(Stored data entries)
Segment Open

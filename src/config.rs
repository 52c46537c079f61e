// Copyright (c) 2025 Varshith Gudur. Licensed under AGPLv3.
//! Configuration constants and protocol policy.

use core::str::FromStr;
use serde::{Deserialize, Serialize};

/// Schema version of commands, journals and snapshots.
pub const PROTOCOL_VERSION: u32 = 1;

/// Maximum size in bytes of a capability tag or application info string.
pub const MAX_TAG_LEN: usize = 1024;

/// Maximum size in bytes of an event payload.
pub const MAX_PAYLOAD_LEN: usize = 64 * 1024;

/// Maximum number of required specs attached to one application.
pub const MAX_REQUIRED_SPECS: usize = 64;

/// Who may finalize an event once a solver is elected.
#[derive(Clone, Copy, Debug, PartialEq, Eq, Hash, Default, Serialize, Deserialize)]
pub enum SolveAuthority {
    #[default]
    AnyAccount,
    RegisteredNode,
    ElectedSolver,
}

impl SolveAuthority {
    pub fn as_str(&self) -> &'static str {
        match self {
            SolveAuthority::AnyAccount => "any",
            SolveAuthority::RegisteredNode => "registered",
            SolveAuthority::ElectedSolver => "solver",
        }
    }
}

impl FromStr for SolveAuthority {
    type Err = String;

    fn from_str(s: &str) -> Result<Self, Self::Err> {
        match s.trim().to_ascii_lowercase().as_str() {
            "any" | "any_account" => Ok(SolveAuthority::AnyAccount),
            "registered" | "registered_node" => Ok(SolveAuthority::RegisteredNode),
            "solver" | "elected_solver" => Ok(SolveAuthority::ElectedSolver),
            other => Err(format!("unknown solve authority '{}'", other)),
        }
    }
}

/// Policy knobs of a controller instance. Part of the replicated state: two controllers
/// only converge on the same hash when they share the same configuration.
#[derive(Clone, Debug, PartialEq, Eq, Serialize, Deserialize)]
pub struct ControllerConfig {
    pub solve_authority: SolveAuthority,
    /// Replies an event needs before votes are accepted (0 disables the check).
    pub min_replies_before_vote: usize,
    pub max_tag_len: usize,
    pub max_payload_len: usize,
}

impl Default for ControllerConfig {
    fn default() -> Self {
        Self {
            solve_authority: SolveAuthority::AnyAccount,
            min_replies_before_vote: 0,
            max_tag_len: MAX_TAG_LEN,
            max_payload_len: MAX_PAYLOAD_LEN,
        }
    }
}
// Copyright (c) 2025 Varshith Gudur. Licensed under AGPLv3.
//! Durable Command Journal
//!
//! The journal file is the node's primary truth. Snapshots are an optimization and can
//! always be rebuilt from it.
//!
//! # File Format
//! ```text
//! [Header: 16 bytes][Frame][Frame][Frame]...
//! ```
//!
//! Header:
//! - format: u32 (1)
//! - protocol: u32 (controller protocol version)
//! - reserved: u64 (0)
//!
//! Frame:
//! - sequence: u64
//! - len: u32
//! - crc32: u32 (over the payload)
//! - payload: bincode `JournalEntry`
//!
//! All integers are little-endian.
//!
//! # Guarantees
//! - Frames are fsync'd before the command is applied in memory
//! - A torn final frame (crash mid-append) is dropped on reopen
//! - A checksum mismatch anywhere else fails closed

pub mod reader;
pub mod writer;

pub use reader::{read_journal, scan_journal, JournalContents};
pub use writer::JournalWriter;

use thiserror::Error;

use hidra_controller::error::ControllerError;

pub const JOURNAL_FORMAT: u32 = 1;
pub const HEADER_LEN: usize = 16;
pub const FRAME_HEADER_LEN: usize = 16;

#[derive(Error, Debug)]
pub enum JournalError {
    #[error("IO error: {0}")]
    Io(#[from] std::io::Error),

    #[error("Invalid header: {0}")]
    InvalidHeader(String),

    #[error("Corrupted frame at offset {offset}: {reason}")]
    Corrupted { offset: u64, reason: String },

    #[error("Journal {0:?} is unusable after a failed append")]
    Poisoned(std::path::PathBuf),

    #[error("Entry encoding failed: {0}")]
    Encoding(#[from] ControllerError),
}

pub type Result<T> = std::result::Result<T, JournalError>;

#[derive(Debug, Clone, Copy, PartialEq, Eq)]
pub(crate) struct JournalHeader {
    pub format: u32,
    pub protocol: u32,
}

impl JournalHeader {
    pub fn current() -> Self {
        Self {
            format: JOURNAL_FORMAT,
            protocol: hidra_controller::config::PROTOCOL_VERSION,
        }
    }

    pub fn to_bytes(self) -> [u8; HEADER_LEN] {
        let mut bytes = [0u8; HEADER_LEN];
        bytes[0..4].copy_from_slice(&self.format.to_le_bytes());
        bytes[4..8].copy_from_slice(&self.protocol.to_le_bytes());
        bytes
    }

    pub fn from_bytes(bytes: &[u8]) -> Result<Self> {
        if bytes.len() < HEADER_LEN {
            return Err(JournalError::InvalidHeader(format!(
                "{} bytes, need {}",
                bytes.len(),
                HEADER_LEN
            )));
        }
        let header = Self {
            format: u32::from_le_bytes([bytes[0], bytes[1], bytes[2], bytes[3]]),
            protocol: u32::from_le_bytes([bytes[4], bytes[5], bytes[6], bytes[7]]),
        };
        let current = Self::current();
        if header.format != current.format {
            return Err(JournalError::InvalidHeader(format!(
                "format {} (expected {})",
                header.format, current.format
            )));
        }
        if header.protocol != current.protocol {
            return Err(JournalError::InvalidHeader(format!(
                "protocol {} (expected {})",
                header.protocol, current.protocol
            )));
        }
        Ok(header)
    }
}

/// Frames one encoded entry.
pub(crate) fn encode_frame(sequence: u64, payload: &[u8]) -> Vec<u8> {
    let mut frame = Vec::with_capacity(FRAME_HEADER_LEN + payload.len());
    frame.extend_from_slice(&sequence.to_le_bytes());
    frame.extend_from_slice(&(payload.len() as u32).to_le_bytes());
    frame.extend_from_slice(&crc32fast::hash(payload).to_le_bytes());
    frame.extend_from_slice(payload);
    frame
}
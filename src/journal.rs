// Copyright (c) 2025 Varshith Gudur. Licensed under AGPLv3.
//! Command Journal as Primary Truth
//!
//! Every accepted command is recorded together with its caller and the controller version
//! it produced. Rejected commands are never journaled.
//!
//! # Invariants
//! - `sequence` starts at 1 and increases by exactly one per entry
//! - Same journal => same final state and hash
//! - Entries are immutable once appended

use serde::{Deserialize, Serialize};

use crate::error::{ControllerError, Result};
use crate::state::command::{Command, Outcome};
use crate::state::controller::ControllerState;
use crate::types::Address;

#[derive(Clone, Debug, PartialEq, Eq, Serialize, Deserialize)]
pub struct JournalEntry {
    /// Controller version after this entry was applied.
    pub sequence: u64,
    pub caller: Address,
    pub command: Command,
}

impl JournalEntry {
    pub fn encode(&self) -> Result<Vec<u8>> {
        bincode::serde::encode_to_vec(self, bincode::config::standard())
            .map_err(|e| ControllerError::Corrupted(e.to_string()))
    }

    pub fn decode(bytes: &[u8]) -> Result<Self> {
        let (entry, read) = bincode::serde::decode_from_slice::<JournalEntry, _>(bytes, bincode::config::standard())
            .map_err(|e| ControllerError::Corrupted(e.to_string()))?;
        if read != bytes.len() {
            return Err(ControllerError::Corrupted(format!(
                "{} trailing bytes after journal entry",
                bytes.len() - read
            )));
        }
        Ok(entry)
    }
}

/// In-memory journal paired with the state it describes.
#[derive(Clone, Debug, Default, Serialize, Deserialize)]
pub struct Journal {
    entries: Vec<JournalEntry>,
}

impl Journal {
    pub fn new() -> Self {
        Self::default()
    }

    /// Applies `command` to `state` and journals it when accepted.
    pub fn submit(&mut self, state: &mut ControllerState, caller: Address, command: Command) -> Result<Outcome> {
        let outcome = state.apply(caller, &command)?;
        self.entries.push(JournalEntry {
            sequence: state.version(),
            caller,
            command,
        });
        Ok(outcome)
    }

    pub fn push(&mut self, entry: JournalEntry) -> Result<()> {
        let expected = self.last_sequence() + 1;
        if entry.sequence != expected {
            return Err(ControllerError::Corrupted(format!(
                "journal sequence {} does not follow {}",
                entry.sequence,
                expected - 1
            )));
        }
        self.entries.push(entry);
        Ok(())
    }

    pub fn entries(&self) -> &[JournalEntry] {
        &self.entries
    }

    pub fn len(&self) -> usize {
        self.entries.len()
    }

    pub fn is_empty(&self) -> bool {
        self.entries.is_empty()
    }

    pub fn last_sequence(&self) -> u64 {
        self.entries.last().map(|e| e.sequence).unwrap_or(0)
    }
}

Segment Closed
Segment Open

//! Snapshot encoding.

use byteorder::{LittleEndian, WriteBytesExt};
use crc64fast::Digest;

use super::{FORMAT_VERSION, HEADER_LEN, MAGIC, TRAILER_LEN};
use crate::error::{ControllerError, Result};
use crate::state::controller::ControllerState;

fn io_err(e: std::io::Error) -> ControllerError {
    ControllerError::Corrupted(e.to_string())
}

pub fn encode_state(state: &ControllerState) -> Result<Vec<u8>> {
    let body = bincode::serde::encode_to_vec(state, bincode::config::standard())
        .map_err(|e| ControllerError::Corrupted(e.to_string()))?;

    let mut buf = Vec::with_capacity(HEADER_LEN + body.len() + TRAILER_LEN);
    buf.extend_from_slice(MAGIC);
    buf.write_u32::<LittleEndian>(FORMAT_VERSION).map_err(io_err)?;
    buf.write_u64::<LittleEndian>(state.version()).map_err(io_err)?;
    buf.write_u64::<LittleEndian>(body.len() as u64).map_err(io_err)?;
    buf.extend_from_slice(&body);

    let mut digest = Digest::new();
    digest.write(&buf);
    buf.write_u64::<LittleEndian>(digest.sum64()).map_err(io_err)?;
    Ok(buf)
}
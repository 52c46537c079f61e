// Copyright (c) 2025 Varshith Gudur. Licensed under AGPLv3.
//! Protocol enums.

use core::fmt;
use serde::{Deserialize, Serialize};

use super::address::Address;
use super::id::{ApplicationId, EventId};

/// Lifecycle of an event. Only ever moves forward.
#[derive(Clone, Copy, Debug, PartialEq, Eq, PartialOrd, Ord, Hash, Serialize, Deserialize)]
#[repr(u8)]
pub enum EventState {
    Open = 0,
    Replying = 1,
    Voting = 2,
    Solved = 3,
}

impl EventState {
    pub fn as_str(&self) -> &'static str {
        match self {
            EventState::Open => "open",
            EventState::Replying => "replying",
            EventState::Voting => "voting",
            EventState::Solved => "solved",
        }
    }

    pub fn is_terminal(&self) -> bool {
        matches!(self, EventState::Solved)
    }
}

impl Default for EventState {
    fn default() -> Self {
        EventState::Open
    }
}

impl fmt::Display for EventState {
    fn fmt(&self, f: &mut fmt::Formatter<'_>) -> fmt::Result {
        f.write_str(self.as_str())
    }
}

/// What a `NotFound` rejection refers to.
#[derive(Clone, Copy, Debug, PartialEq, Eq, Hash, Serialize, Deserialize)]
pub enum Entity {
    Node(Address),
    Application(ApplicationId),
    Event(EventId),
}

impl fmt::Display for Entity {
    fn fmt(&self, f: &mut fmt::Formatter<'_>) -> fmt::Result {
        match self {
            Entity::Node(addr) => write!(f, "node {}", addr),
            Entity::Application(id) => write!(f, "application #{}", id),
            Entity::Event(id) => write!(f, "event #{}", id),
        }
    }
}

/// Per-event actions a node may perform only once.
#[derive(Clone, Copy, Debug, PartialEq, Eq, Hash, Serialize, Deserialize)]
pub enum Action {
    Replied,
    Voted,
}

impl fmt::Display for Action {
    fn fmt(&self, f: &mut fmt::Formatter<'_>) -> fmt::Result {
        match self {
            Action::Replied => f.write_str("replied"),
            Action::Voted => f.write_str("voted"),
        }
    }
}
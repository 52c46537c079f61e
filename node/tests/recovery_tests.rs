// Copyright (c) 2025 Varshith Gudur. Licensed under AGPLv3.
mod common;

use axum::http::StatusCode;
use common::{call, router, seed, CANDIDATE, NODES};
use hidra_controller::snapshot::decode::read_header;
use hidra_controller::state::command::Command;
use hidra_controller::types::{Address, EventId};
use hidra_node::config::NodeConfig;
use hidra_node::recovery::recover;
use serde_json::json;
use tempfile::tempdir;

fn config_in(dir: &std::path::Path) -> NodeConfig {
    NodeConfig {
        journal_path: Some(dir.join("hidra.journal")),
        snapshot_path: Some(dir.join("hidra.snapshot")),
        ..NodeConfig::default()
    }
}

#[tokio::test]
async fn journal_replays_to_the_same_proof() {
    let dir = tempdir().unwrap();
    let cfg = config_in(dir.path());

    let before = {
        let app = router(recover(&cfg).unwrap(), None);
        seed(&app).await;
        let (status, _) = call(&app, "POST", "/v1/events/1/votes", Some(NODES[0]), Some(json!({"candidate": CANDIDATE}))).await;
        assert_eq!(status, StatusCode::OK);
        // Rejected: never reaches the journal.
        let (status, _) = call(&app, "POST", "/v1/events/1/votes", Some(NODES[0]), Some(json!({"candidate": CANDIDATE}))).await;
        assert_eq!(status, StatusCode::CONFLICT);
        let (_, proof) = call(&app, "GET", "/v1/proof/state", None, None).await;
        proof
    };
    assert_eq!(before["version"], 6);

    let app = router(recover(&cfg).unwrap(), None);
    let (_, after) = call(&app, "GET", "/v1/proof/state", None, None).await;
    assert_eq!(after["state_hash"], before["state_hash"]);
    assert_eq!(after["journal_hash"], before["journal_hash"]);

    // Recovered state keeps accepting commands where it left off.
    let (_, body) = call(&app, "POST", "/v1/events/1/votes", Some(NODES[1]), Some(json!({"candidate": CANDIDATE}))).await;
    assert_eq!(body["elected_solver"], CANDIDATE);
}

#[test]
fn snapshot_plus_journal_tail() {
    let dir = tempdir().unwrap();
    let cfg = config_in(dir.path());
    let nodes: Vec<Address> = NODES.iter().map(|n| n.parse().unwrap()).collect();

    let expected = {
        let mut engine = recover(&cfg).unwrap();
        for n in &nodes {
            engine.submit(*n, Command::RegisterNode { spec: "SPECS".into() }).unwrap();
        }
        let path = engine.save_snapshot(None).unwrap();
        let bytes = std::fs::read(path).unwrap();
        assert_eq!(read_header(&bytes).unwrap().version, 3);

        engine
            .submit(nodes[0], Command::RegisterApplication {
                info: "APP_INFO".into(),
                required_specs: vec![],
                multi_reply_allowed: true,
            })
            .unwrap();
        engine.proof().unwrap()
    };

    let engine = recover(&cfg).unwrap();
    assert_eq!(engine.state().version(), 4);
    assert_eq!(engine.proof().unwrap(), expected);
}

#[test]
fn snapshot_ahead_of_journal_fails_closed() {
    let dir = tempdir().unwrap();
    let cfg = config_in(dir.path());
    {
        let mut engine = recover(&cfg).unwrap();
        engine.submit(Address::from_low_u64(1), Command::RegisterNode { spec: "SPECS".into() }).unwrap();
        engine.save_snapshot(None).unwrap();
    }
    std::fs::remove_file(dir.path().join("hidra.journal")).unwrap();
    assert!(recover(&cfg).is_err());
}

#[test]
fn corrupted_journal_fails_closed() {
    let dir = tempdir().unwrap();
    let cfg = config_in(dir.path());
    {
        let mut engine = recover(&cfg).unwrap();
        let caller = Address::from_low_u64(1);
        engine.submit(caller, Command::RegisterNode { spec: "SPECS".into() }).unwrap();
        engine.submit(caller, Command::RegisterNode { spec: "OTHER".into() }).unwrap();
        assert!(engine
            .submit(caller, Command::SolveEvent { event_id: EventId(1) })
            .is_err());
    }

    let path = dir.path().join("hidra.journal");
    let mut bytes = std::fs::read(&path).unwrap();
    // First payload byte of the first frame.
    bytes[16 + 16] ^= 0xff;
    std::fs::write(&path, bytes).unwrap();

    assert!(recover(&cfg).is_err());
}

Segment Closed
Segment Open

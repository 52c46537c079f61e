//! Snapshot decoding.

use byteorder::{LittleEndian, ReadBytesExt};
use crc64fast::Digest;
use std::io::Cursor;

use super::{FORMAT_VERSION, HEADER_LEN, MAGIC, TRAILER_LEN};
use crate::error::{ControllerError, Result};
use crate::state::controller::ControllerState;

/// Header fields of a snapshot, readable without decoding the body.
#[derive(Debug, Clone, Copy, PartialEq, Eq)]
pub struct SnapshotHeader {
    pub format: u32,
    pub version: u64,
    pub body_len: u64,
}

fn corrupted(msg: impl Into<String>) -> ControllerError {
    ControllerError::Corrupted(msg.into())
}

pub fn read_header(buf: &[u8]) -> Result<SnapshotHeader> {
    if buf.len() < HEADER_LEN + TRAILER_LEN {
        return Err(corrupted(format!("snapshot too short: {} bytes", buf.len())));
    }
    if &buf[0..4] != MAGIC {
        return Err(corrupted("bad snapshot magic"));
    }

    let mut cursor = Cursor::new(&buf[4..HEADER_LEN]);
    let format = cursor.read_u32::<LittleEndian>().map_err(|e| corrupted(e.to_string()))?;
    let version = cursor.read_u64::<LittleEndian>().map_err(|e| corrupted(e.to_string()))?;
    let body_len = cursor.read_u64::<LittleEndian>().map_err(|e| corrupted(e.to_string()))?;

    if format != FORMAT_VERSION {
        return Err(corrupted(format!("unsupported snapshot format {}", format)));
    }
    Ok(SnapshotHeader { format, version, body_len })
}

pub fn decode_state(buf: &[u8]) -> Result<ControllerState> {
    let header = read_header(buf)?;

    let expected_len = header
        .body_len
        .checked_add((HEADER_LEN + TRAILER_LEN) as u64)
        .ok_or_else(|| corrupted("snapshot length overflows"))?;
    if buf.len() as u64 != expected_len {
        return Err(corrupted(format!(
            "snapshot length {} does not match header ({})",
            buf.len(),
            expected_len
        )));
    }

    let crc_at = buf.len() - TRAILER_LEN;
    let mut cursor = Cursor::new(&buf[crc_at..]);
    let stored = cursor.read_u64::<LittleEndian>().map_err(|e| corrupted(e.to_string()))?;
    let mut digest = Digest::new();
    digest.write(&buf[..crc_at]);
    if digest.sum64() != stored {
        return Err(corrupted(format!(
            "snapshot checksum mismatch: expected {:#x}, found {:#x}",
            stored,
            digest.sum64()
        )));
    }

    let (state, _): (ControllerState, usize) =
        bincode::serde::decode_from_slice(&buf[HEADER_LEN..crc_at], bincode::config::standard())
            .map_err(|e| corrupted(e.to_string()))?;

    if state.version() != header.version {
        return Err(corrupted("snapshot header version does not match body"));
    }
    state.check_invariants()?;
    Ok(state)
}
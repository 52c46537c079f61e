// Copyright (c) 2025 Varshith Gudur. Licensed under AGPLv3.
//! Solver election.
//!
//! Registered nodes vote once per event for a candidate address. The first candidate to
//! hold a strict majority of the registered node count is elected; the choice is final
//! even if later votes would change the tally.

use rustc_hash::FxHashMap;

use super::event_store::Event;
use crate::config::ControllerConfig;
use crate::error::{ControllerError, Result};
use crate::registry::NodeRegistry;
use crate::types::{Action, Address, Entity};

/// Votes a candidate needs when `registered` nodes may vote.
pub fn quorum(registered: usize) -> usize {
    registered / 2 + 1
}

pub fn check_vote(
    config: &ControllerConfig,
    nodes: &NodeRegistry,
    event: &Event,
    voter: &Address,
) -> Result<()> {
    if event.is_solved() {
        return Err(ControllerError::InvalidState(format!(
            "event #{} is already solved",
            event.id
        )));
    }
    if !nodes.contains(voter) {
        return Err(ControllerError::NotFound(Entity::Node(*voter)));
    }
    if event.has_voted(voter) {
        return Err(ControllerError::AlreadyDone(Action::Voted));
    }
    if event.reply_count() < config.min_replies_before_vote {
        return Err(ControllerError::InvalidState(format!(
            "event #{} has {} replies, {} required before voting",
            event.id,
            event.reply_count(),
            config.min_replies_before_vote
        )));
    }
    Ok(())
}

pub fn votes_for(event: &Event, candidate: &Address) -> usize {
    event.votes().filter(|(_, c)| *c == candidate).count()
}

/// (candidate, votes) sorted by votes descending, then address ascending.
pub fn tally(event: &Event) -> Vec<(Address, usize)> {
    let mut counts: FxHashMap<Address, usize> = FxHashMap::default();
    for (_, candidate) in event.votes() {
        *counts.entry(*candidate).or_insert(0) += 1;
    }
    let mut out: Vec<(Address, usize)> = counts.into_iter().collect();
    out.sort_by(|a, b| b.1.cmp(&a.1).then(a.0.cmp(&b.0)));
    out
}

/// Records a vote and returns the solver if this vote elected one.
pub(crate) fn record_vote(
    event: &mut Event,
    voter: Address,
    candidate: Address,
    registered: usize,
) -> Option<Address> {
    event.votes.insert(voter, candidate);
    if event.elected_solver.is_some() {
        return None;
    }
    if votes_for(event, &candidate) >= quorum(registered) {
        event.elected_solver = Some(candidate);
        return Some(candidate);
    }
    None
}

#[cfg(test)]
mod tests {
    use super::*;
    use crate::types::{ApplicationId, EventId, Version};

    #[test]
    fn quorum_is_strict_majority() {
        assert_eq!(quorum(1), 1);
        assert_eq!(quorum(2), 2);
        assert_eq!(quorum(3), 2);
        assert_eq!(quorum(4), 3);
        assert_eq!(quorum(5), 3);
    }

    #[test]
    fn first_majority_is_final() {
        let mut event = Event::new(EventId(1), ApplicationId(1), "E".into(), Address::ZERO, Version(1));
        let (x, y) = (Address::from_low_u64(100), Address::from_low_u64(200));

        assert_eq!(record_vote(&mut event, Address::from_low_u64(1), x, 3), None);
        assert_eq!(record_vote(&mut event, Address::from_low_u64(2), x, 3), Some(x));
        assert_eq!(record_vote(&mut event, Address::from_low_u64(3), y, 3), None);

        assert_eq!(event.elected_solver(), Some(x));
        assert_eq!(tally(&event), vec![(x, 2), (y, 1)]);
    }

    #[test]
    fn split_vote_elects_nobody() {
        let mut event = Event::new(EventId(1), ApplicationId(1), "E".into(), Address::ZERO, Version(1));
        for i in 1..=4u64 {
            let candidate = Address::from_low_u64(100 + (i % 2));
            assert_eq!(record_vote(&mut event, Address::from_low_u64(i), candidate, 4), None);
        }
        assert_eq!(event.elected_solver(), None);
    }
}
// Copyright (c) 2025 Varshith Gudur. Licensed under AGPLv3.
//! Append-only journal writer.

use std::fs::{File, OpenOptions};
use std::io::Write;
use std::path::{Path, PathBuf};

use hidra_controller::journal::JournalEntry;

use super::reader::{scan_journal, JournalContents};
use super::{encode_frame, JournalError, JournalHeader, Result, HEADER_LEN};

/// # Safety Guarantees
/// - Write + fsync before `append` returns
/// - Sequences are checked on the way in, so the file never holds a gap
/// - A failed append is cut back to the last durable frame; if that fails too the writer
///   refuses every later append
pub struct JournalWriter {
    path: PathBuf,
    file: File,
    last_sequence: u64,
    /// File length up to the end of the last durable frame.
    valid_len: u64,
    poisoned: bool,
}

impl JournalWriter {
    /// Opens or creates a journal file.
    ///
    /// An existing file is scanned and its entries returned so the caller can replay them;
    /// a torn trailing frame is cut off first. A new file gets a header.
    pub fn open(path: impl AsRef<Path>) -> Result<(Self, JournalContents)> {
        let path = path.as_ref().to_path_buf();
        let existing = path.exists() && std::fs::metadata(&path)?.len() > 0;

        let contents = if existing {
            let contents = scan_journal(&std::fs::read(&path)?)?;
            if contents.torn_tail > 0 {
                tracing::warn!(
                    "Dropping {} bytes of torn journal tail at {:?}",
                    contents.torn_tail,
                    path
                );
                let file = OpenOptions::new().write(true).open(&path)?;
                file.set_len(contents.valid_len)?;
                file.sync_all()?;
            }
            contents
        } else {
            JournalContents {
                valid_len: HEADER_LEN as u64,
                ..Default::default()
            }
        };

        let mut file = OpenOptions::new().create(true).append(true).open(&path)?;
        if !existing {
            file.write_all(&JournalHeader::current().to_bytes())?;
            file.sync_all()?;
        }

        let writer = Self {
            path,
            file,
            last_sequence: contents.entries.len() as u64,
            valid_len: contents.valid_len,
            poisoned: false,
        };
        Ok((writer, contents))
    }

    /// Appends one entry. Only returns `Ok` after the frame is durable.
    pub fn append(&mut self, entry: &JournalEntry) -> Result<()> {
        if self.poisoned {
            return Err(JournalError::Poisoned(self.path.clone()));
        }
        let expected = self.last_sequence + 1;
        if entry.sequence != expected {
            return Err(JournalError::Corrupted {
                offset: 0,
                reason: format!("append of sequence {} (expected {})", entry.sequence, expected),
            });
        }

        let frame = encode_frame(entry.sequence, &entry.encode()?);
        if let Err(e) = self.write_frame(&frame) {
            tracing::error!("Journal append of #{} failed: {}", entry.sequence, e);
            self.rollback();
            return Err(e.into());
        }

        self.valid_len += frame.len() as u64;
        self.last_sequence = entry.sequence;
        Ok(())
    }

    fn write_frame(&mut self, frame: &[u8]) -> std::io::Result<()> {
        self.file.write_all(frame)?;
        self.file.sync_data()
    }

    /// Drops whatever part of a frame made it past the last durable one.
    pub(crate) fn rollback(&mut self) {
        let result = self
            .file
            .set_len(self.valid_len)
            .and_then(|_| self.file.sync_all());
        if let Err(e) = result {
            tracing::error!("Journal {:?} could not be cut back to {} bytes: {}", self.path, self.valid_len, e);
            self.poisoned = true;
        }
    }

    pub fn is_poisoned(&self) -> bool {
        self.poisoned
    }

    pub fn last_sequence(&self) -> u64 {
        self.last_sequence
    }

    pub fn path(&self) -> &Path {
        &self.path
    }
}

Segment Closed

INSTRUCTIONS FOR THE TASK = Write out exactly the lines above from the line with "filename src/config.rs" through the line with "pub const MAX_PAYLOAD_LEN: usize = 64 * 1024;", both of them included, and leave out all other lines.

RESPONSE =
filename src/config.rs
repository 52c46537c079f61e
// Copyright (c) 2025 Varshith Gudur. Licensed under AGPLv3.
//! Configuration constants and protocol policy.

use core::str::FromStr;
use serde::{Deserialize, Serialize};

/// Schema version of commands, journals and snapshots.
pub const PROTOCOL_VERSION: u32 = 1;

/// Maximum size in bytes of a capability tag or application info string.
pub const MAX_TAG_LEN: usize = 1024;

/// Maximum size in bytes of an event payload.
pub const MAX_PAYLOAD_LEN: usize = 64 * 1024;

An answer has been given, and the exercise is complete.